Deaths from drinking toxic alcohol in Indonesia have exceeded 100 this month, police said as they vowed a "scorched earth" crackdown on the makers and distributors of black-market liquor. Picture: Tatan Syuflana/AP

Jakarta, Indonesia - Deaths from drinking toxic bootleg alcohol in Indonesia have spiraled past 100 this month, police said Wednesday as they vowed a "scorched earth" crackdown on the makers and distributors of black-market liquor.

Deputy National Police Chief Muhammad Syafruddin said deaths have been concentrated in populous West Java and Jakarta, the capital, but there were also cases in South Kalimantan and other regions that bring fatalities to more than 100.

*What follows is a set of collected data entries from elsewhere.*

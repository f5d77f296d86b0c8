use std::fmt;

use serde::{Deserialize, Serialize};

/// Represents a Gemini model identifier.
///
/// This can be a predefined model version or a custom string value
/// for models that may be added in the future.
#[derive(Debug, Clone, PartialEq, Eq, Hash, Serialize, Deserialize)]
#[serde(untagged)]
pub enum Model {
    /// Known model versions
    Known(KnownModel),

    /// Custom model identifier (for future models or tuned models)
    Custom(String),
}

/// Known Gemini model versions
#[derive(Debug, Clone, Copy, PartialEq, Eq, Hash, Serialize, Deserialize)]
pub enum KnownModel {
    /// Gemini 1.5 Pro (latest version)
    #[serde(rename = "gemini-1.5-pro-latest")]
    Gemini15ProLatest,

    /// Gemini 1.5 Flash (latest version)
    #[serde(rename = "gemini-1.5-flash-latest")]
    Gemini15FlashLatest,

    /// Gemini 2.0 Flash
    #[serde(rename = "gemini-2.0-flash")]
    Gemini20Flash,

    /// Gemini 2.5 Flash
    #[serde(rename = "gemini-2.5-flash")]
    Gemini25Flash,

    /// Gemini 2.5 Pro
    #[serde(rename = "gemini-2.5-pro")]
    Gemini25Pro,
}

impl Default for Model {
    fn default() -> Self {
        Model::Known(KnownModel::Gemini15ProLatest)
    }
}

impl fmt::Display for Model {
    fn fmt(&self, f: &mut fmt::Formatter<'_>) -> fmt::Result {
        match self {
            Model::Known(known_model) => write!(f, "{known_model}"),
            Model::Custom(custom) => write!(f, "{custom}"),
        }
    }
}

impl fmt::Display for KnownModel {
    fn fmt(&self, f: &mut fmt::Formatter<'_>) -> fmt::Result {
        match self {
            KnownModel::Gemini15ProLatest => write!(f, "gemini-1.5-pro-latest"),
            KnownModel::Gemini15FlashLatest => write!(f, "gemini-1.5-flash-latest"),
            KnownModel::Gemini20Flash => write!(f, "gemini-2.0-flash"),
            KnownModel::Gemini25Flash => write!(f, "gemini-2.5-flash"),
            KnownModel::Gemini25Pro => write!(f, "gemini-2.5-pro"),
        }
    }
}

impl From<KnownModel> for Model {
    fn from(model: KnownModel) -> Self {
        Model::Known(model)
    }
}

impl From<String> for Model {
    fn from(model: String) -> Self {
        Model::Custom(model)
    }
}

impl From<&str> for Model {
    fn from(model: &str) -> Self {
        Model::Custom(model.to_string())
    }
}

Indonesian TV has broadcast images of distraught relatives in several cities and lines of gurneys bearing dead bodies in hospital hallways as the death toll relentlessly climbed since late last week. There were 31 deaths in Jakarta and satellite cities at the beginning of the month followed by a dramatic surge in deaths in West Java and hospitalizations of dozens of people suffering nausea, blurry vision and loss of consciousness.

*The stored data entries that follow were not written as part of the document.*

//! Core chat session management.
//!
//! This module provides the `ChatSession` struct which holds the
//! conversation and drives one streamed turn at a time.

use std::time::Instant;

use futures::StreamExt;

use crate::chat::config::{ChatConfig, Persona};
use crate::client::{ChatBackend, Gemini};
use crate::error::Result;
use crate::fragments::FragmentStream;
use crate::observability::{
    CHAT_EMPTY_REPLIES, CHAT_FIRST_FRAGMENT, CHAT_FRAGMENTS, CHAT_TURN_DURATION,
    CHAT_TURN_ERRORS, CHAT_TURNS,
};
use crate::render::Renderer;
use crate::types::{Content, GenerateContentRequest, Model, UsageMetadata};

/// What happened during one successful turn.
#[derive(Debug, Clone, PartialEq, Eq, Default)]
pub struct TurnOutcome {
    /// Number of fragments written.
    pub fragments: usize,
    /// The full reply, as the concatenation of all fragments.
    pub reply: String,
    /// Token usage reported by the service, if any.
    pub usage: Option<UsageMetadata>,
}

/// A chat session bound to one persona and one configuration.
///
/// The session keeps the transcript the service needs to continue the
/// conversation. A turn is only recorded once its reply has streamed
/// completely.
pub struct ChatSession<B: ChatBackend = Gemini> {
    backend: B,
    config: ChatConfig,
    history: Vec<Content>,
}

impl<B: ChatBackend> ChatSession<B> {
    /// Creates a new chat session with an empty history.
    pub fn new(backend: B, config: ChatConfig) -> Self {
        Self {
            backend,
            config,
            history: Vec::new(),
        }
    }

    /// Returns the active persona.
    pub fn persona(&self) -> &Persona {
        &self.config.persona
    }

    /// Returns the model the session talks to.
    pub fn model(&self) -> &Model {
        &self.config.model
    }

    /// Returns the backend the session sends turns to.
    pub fn backend(&self) -> &B {
        &self.backend
    }

    /// Returns the recorded turns, oldest first.
    pub fn history(&self) -> &[Content] {
        &self.history
    }

    /// Sends a user message and streams the response.
    ///
    /// This method:
    /// 1. Adds the user message to history
    /// 2. Sends a streaming request carrying persona, configuration and history
    /// 3. Renders each fragment as it arrives
    /// 4. Adds the complete reply to history
    ///
    /// An empty reply is rendered as such and the user message is dropped
    /// from history again.
    ///
    /// # Errors
    ///
    /// Returns an error if the request is rejected, the stream fails, the
    /// service blocks the reply, or the renderer cannot write. The user
    /// message is removed from history in that case.
    pub async fn send_streaming(
        &mut self,
        user_input: &str,
        renderer: &mut dyn Renderer,
    ) -> Result<TurnOutcome> {
        CHAT_TURNS.click();
        let start = Instant::now();
        let previous_len = self.history.len();

        self.history.push(Content::user(user_input));

        let outcome = self.stream_reply(renderer, start).await;
        CHAT_TURN_DURATION.add(start.elapsed().as_secs_f64());

        match outcome {
            Ok(outcome) if outcome.fragments == 0 => {
                CHAT_EMPTY_REPLIES.click();
                tracing::warn!(model = %self.config.model, "service returned an empty reply");
                self.history.truncate(previous_len);
                Ok(outcome)
            }
            Ok(outcome) => {
                tracing::debug!(
                    fragments = outcome.fragments,
                    total_tokens = outcome.usage.map(|u| u.total_token_count),
                    "turn complete"
                );
                self.history.push(Content::model(outcome.reply.clone()));
                Ok(outcome)
            }
            Err(err) => {
                CHAT_TURN_ERRORS.click();
                tracing::debug!(error = %err, "turn failed");
                self.history.truncate(previous_len);
                Err(err)
            }
        }
    }

    fn request(&self) -> GenerateContentRequest {
        GenerateContentRequest::new(self.history.clone())
            .with_system_instruction(self.config.persona.as_str())
            .with_generation_config(self.config.generation_config)
            .with_safety_settings(self.config.safety_policy.clone())
    }

    async fn stream_reply(
        &self,
        renderer: &mut dyn Renderer,
        start: Instant,
    ) -> Result<TurnOutcome> {
        let request = self.request();
        let stream = self
            .backend
            .stream_generate_content(&self.config.model, &request)
            .await?;

        renderer.start_response()?;
        let mut fragments = FragmentStream::new(stream);
        let mut outcome = TurnOutcome::default();
        while let Some(fragment) = fragments.next().await {
            let fragment = fragment?;
            if outcome.fragments == 0 {
                CHAT_FIRST_FRAGMENT.add(start.elapsed().as_secs_f64());
            }
            CHAT_FRAGMENTS.click();
            renderer.print_text(&fragment)?;
            outcome.reply.push_str(&fragment);
            outcome.fragments += 1;
        }
        outcome.usage = fragments.usage();

        if outcome.fragments == 0 {
            renderer.print_empty_reply()?;
        }
        renderer.finish_response()?;
        Ok(outcome)
    }
}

"This is a crazy phenomenon," said Syafruddin, standing in front of seven handcuffed suspects at a press conference. "If we let it continue, it will harm the nation," he said.

"I have ordered all the police chiefs in Indonesia to make these cases stop, zero victims, meaning to reveal the roots ranging from the producers, distributors, sellers to those who have the idea of mixing alcohol with fatal chemicals," Syafruddin said.

Indonesian Deputy National Police Chief Muhammad Syafruddin, centre, checks huge quantities of suspect confiscated alcohol during a press conference in Jakarta. Picture: Tatan Syuflana/AP

Police displayed huge quantities of suspect confiscated alcohol at their news conference, some of it in the small clear plastic bags it's sold in for about 25 000 rupiah ($1.80) as well as professionally labeled bottles purporting to be whiskey or wine.

Syafruddin said production of illegal alcohol must be eradicated completely with a scorched earth campaign and called for the cooperation of Cabinet and government agencies.

It's unclear how effective the crackdown will be. Curbs on sales of legal alcohol in Muslim-majority Indonesia, including a ban implemented in 2015 on sales from tens of thousands of convenience stores, have created a significant black market for bootleg liquor among the country's poor.

Police escort a suspect involved the making of toxic bootleg alcohol after a press conference in Jakarta, Indonesia.
Police escort a suspect involved the making of toxic bootleg alcohol after a press conference in Jakarta, Indonesia. Picture: Tatan Syuflana/AP

"If what is needed is limited in the legal market because of (government) policies then the need would be fulfilled by those who want to make a profit" from the black market, said Sugianto Tandra, a researcher at the Center for Indonesian Policy Studies.

"The current incidence of rampant bootleg alcohol is because there is a need to drink but the product is not available in the legal market," he said.

Potentially lethal methanol can be a byproduct of bootleg distilling and the tainted alcohol is also sometimes mixed with soft drinks. In the recent spate of deaths, police said pure alcohol was sometimes combined with ingredients such as cough mixture and insect repellant.

Syafruddin said laboratory testing of black-market alcohol sized by police in several raids in Jakarta showed it contained methanol.

Family members move the body of a victim who died from drinking bootleg liquor at a hospital in Cicalengka, West Java.
Family members move the body of a victim who died from drinking poisonous bootleg liquor at a hospital in Cicalengka, West Java. Picture: AP

Deaths from toxic alcohol are common in Indonesia and foreigners are occasionally among the victims. Some governments warn travelers to the Indonesian islands of Bali and Lombok to be cautious about consuming local spirits and alcoholic beverages.

But the latest cluster of fatalities is extreme, leading to speculation that a single large distributor was responsible. But West Java police, who have arrested seven people suspected of mixing or selling tainted alcohol, said they have not found evidence to support that.

The Kompas newspaper said there were 32 deaths last year from drinking bootleg liquor.